### Data for review
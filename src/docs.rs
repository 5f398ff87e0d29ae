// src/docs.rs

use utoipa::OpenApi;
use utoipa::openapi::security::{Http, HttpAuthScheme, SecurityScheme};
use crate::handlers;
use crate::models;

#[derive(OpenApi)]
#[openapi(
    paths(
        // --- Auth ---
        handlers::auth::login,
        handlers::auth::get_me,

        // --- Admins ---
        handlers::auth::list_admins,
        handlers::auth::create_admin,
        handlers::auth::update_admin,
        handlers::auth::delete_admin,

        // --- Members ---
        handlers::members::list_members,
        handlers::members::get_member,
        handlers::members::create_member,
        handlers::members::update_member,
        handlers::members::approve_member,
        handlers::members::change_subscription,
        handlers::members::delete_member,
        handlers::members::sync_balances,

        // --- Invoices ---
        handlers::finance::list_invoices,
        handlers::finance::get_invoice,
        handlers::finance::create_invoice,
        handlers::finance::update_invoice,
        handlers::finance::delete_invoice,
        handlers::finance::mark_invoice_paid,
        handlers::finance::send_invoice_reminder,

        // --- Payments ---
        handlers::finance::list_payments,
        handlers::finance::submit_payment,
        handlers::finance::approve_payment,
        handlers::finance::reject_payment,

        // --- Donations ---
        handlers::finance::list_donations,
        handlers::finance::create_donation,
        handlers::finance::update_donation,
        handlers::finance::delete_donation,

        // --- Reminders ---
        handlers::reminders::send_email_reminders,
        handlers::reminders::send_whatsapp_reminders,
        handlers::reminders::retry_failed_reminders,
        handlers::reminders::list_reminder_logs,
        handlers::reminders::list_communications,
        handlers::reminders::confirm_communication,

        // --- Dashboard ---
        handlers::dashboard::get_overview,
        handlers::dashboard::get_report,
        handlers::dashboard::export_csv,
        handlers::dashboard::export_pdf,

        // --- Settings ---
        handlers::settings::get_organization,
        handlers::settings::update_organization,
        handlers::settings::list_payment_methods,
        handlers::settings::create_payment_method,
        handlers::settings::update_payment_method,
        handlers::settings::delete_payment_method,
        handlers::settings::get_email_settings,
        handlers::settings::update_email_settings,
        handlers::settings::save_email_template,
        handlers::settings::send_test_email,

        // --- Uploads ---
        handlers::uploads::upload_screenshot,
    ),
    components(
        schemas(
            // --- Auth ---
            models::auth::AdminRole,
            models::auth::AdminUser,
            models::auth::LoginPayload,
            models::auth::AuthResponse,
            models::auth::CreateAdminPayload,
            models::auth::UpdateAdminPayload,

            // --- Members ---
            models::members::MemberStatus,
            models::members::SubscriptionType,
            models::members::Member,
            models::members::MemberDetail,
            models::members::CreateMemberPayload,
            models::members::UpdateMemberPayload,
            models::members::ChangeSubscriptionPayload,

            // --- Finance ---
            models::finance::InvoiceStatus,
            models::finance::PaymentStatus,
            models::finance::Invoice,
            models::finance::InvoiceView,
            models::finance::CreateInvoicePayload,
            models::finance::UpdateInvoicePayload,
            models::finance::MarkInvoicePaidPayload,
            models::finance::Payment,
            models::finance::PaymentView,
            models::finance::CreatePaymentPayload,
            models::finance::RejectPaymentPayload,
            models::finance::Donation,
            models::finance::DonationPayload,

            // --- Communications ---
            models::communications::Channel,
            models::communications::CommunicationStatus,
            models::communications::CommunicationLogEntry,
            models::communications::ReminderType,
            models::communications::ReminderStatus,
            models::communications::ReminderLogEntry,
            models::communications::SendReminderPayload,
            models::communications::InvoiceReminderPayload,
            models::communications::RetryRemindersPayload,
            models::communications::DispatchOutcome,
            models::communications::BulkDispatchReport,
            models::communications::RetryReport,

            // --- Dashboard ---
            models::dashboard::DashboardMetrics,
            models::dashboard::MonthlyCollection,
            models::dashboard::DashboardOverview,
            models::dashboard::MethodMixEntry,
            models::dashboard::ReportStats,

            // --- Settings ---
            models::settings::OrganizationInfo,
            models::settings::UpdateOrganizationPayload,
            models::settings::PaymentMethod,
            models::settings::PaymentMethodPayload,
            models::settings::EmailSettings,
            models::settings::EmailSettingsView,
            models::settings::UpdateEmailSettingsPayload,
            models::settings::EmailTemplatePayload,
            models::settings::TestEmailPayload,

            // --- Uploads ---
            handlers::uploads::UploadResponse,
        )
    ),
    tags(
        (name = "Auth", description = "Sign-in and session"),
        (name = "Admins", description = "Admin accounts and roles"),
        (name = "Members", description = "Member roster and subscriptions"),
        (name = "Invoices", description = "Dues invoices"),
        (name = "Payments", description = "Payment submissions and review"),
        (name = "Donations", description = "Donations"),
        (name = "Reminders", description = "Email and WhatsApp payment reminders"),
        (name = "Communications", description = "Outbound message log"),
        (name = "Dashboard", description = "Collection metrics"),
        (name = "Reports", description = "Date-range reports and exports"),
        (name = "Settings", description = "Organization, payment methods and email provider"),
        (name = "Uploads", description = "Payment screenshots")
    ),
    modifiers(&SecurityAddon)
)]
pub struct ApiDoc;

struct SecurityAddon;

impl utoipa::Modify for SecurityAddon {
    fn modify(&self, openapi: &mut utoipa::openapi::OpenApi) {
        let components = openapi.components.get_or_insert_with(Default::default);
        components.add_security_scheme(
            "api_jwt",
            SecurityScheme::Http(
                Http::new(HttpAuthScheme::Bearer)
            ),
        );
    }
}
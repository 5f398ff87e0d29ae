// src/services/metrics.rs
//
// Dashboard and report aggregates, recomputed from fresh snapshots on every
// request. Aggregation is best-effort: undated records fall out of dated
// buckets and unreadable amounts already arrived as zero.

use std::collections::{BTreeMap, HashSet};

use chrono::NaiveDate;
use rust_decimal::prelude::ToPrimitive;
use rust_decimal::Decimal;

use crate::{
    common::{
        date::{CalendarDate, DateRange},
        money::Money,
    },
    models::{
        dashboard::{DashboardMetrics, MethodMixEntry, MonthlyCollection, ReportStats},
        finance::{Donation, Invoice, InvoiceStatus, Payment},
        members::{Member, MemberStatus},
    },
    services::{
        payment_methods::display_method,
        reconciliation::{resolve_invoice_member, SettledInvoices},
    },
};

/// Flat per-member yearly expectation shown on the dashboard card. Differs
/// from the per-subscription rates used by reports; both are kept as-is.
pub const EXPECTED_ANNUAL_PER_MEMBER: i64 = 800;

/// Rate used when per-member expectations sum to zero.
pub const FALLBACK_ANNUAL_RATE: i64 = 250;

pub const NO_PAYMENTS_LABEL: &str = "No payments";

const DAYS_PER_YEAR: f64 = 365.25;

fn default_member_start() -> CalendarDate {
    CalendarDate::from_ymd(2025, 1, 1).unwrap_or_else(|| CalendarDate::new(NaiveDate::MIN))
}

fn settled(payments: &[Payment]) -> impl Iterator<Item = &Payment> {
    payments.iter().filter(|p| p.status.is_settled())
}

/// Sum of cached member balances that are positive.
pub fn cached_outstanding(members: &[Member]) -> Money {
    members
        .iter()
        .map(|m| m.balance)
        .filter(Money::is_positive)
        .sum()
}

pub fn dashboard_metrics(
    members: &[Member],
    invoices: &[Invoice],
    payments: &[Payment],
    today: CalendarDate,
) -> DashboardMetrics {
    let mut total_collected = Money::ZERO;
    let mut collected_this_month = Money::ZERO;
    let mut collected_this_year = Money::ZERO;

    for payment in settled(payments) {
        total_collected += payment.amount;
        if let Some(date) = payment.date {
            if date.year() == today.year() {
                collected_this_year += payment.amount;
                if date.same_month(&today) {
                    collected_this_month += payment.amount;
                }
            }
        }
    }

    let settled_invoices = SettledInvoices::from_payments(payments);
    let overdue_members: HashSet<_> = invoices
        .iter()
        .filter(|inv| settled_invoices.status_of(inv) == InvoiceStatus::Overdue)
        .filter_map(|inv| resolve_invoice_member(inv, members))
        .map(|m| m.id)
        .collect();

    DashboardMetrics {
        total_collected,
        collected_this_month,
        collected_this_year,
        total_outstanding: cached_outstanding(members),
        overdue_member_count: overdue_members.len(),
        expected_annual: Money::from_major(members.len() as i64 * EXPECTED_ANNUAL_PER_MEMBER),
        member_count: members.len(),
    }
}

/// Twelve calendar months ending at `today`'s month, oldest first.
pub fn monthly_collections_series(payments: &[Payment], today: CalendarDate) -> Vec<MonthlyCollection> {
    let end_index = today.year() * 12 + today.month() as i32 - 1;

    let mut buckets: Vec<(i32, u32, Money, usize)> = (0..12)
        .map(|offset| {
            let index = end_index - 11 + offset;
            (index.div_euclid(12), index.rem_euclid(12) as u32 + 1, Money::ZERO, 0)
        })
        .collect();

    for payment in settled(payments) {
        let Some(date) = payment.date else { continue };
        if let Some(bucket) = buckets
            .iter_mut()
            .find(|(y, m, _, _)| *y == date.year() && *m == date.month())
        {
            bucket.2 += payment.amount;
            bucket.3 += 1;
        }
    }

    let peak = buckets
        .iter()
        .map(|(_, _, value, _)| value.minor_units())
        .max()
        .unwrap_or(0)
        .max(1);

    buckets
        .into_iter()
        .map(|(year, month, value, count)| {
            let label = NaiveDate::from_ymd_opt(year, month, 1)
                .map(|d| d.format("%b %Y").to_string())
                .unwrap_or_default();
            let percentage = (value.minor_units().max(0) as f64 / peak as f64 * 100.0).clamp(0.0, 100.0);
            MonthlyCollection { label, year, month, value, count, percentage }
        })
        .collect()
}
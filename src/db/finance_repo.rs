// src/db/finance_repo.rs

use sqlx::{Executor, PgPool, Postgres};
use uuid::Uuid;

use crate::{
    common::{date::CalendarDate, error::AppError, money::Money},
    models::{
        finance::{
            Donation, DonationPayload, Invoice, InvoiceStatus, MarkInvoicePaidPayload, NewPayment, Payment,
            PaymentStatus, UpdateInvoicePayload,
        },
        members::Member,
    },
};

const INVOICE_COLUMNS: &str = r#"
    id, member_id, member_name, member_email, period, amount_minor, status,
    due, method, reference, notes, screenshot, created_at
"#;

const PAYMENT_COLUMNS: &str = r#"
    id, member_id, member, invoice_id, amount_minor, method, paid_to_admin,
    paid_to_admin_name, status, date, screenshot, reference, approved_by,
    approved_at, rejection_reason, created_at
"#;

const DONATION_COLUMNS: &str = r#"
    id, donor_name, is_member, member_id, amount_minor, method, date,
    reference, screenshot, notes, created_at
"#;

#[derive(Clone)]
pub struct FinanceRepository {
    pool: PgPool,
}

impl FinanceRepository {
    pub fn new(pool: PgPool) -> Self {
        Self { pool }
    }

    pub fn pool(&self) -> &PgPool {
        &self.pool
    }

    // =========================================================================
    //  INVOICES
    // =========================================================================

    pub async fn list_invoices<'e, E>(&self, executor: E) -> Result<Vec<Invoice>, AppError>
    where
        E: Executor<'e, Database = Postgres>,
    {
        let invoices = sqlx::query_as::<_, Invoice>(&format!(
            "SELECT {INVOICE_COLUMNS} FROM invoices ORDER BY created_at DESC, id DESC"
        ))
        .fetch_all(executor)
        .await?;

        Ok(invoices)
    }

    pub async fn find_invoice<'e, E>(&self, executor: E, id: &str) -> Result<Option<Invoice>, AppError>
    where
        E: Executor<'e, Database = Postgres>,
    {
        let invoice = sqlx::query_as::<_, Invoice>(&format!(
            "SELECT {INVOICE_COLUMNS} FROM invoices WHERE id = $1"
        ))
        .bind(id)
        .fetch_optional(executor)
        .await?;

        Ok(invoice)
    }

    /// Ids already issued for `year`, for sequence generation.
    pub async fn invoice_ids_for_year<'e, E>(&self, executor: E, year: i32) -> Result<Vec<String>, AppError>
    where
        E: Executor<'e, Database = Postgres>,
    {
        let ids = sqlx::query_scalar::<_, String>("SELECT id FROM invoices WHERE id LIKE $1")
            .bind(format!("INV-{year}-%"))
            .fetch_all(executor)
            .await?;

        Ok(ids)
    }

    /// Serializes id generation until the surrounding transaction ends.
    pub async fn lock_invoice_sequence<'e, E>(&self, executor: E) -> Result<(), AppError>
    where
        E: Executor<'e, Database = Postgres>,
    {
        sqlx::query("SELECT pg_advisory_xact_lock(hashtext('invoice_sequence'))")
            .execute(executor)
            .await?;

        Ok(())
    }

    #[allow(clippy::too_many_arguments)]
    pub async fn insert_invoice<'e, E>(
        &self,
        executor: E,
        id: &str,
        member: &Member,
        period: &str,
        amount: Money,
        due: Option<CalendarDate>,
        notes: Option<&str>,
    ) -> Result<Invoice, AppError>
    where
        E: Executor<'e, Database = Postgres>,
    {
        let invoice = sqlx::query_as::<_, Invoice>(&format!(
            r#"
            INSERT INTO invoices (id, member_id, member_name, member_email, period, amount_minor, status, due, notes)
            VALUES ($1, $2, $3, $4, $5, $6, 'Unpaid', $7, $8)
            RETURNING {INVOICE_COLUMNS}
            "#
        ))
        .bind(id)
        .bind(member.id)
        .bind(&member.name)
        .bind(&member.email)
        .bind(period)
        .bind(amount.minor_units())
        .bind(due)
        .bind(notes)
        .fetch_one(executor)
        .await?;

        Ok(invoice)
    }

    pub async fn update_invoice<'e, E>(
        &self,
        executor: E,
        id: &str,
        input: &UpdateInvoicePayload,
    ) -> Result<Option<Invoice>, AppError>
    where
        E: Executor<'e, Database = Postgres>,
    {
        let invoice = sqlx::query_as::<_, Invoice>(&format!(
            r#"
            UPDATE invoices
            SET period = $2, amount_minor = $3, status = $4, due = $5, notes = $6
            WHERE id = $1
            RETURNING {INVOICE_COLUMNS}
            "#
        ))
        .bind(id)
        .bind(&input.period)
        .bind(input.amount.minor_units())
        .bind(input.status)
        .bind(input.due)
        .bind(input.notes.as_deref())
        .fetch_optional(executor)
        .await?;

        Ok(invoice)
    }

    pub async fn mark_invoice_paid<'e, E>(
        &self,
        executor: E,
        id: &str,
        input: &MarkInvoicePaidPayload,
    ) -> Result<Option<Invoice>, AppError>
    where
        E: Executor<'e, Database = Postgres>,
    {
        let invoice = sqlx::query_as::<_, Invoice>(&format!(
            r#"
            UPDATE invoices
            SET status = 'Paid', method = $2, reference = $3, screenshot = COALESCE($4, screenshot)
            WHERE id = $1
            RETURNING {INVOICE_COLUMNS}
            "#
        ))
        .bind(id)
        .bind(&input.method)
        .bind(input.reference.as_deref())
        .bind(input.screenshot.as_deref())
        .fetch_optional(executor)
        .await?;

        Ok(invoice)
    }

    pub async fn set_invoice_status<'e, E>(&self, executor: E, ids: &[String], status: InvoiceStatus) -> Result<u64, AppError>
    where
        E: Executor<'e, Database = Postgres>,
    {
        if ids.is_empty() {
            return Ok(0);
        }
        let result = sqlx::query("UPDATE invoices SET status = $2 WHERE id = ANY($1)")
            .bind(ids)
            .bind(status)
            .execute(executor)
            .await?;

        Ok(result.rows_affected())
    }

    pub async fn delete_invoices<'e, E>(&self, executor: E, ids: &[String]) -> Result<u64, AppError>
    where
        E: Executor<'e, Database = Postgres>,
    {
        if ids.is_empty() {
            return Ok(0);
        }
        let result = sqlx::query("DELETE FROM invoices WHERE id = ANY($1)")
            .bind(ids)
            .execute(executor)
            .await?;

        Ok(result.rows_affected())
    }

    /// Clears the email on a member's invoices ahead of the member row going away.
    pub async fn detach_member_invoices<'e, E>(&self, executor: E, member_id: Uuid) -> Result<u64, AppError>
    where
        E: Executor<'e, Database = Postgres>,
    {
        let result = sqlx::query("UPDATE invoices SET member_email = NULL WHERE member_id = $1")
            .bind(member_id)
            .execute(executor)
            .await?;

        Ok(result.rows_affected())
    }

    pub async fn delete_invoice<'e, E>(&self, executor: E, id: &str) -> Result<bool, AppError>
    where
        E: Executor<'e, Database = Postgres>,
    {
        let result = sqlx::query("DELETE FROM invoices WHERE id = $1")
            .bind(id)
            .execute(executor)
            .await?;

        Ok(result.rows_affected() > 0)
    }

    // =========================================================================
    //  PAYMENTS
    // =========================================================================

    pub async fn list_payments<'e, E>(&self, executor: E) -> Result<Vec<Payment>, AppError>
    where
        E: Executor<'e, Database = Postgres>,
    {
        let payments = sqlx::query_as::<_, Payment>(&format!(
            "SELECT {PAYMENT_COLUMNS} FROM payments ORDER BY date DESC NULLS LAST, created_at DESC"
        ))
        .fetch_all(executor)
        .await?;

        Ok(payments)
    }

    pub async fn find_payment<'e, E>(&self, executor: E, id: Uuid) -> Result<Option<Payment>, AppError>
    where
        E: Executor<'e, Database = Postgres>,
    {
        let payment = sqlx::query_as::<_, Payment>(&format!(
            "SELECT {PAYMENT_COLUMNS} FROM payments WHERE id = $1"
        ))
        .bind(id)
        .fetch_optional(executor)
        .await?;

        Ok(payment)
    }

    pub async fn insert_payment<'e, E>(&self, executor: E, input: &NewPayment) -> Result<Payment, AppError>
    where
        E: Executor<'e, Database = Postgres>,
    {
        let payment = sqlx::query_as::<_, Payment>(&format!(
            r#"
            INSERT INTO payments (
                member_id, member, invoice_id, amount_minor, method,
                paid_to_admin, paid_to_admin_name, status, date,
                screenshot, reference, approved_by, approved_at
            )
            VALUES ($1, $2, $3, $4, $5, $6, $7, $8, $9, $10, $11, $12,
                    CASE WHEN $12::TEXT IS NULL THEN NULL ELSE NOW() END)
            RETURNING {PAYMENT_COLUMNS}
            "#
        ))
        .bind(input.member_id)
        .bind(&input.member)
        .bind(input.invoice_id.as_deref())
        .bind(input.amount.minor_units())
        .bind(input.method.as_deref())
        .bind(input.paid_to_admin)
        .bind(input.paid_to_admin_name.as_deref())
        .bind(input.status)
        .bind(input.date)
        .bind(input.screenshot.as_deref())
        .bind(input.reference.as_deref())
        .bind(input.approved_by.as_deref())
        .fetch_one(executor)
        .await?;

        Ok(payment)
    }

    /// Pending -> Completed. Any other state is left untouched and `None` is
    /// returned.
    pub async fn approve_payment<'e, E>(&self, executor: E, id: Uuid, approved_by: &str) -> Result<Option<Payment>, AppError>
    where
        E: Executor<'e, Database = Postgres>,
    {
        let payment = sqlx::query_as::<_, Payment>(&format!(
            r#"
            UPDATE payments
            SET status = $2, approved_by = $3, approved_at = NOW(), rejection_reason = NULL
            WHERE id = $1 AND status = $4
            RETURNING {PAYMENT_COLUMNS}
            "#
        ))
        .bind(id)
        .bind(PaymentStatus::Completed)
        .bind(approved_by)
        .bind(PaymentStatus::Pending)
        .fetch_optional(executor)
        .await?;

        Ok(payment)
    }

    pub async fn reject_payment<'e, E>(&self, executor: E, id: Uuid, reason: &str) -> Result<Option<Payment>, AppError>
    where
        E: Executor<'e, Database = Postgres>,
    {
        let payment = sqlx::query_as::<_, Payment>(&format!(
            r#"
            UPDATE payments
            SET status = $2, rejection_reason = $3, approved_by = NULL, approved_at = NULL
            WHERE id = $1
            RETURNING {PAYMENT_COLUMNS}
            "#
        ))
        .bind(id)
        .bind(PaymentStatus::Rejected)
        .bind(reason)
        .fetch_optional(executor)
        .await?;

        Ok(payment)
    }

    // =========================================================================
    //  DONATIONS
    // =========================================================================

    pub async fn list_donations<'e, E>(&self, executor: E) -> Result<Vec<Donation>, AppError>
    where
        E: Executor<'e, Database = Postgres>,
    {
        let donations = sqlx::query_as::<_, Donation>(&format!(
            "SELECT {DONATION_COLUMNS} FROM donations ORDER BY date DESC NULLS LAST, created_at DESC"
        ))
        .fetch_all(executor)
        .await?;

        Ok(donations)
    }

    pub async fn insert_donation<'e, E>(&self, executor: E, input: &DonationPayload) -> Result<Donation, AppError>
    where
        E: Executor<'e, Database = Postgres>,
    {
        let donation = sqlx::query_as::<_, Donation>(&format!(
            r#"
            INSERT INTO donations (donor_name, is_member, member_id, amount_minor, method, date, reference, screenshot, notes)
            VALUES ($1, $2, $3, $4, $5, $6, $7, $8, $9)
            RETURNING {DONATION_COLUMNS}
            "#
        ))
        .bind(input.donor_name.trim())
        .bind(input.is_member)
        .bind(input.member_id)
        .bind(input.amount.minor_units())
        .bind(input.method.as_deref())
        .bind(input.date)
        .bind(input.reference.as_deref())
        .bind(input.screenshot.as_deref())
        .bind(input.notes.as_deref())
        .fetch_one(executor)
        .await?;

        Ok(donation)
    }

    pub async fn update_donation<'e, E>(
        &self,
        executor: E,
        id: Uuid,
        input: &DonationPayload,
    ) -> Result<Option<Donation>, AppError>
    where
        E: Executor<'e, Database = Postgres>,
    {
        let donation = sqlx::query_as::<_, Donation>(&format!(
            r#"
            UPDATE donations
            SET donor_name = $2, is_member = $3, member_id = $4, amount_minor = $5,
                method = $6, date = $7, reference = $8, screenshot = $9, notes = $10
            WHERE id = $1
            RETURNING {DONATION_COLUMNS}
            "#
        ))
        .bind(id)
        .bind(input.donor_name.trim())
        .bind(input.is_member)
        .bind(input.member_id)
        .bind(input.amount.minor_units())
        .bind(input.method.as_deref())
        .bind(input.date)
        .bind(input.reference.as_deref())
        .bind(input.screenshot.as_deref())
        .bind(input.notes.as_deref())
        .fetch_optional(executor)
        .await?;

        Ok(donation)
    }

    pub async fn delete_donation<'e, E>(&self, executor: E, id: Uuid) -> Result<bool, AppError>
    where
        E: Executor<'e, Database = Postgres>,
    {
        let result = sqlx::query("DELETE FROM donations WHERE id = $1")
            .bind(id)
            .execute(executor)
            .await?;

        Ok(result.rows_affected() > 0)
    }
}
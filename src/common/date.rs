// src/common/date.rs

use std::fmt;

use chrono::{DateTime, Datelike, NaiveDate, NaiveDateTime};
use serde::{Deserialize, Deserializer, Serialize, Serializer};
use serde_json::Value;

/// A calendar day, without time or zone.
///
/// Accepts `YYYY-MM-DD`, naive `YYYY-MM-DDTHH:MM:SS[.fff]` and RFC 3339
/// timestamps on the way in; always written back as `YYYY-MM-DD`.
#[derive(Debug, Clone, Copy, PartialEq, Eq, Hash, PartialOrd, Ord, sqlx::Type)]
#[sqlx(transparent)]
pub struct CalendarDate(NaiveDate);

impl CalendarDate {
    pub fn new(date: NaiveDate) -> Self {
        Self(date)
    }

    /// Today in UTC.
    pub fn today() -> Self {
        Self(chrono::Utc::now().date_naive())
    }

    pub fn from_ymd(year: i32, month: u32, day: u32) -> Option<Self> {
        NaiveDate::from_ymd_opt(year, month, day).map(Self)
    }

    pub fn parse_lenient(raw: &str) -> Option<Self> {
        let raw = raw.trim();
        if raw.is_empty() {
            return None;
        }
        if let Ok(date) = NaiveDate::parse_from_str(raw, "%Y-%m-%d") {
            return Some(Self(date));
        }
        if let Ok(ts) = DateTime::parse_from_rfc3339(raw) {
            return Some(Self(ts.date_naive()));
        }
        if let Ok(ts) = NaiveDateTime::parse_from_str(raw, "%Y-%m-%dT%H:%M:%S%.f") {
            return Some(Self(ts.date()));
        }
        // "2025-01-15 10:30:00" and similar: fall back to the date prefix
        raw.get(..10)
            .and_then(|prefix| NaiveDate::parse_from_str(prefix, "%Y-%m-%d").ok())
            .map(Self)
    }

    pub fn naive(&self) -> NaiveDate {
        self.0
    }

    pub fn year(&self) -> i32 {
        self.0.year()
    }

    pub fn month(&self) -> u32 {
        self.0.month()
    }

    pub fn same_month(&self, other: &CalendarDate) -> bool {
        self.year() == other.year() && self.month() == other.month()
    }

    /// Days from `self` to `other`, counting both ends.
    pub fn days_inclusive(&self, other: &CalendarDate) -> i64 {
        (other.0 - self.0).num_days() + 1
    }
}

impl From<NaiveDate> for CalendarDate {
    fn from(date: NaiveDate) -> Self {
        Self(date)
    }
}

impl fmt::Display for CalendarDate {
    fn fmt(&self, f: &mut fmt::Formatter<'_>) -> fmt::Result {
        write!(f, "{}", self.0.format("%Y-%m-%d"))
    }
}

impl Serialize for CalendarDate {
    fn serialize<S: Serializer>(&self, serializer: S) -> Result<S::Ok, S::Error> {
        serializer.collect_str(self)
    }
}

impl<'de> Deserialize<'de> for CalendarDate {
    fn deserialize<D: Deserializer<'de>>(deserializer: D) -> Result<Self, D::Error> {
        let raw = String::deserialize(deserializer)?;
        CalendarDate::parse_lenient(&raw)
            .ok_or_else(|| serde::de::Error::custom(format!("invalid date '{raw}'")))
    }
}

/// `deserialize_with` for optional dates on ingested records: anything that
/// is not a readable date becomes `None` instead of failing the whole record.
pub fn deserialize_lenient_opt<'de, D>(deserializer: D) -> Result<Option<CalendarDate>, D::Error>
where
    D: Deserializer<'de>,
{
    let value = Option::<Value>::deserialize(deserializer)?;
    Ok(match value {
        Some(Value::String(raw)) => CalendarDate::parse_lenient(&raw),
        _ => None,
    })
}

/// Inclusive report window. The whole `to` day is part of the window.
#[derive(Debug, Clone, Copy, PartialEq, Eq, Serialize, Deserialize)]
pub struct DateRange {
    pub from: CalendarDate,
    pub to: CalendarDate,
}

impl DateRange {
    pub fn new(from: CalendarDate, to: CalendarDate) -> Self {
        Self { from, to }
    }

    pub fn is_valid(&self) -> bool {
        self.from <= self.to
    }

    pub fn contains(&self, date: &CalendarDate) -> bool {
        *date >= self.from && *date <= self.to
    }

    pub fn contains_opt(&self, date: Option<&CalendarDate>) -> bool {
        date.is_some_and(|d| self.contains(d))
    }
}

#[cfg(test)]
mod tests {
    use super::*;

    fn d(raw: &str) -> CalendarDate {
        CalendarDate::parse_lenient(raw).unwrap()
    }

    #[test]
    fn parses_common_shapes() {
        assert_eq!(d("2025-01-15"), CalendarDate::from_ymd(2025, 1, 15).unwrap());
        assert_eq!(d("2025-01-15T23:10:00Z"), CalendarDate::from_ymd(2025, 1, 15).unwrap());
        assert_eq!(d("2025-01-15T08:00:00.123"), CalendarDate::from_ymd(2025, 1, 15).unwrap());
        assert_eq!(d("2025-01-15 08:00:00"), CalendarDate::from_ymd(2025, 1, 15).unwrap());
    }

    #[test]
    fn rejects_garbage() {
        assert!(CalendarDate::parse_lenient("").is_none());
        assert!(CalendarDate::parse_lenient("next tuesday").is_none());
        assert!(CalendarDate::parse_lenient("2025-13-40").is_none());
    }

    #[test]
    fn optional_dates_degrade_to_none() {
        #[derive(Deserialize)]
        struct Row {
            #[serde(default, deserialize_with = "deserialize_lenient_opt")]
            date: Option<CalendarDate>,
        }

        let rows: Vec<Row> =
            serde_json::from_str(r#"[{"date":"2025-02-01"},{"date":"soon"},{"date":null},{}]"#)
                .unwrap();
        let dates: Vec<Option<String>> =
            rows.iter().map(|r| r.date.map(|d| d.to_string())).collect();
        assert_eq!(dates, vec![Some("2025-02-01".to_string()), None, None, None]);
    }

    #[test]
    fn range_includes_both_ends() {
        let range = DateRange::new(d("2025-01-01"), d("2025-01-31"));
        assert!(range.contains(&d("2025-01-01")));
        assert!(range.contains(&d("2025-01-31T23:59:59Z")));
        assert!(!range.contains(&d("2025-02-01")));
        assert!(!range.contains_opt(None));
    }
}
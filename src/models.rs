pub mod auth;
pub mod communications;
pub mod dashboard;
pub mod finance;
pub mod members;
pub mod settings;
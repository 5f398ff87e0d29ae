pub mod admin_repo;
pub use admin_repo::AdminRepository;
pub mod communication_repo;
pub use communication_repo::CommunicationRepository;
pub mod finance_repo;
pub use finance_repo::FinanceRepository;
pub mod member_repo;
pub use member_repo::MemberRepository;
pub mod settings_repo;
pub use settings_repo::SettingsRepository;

### Exercise objective
Starting at the line above that contains "value, _)| value.minor_units())", write out each line exactly until the line that contains "const INVOICE_COLUMNS: &str" has been written, and stop there.

### Finished task
        .map(|(_, _, value, _)| value.minor_units())
        .max()
        .unwrap_or(0)
        .max(1);

    buckets
        .into_iter()
        .map(|(year, month, value, count)| {
            let label = NaiveDate::from_ymd_opt(year, month, 1)
                .map(|d| d.format("%b %Y").to_string())
                .unwrap_or_default();
            let percentage = (value.minor_units().max(0) as f64 / peak as f64 * 100.0).clamp(0.0, 100.0);
            MonthlyCollection { label, year, month, value, count, percentage }
        })
        .collect()
}
filename src/db/finance_repo.rs
// src/db/finance_repo.rs

use sqlx::{Executor, PgPool, Postgres};
use uuid::Uuid;

use crate::{
    common::{date::CalendarDate, error::AppError, money::Money},
    models::{
        finance::{
            Donation, DonationPayload, Invoice, InvoiceStatus, MarkInvoicePaidPayload, NewPayment, Payment,
            PaymentStatus, UpdateInvoicePayload,
        },
        members::Member,
    },
};

const INVOICE_COLUMNS: &str = r#"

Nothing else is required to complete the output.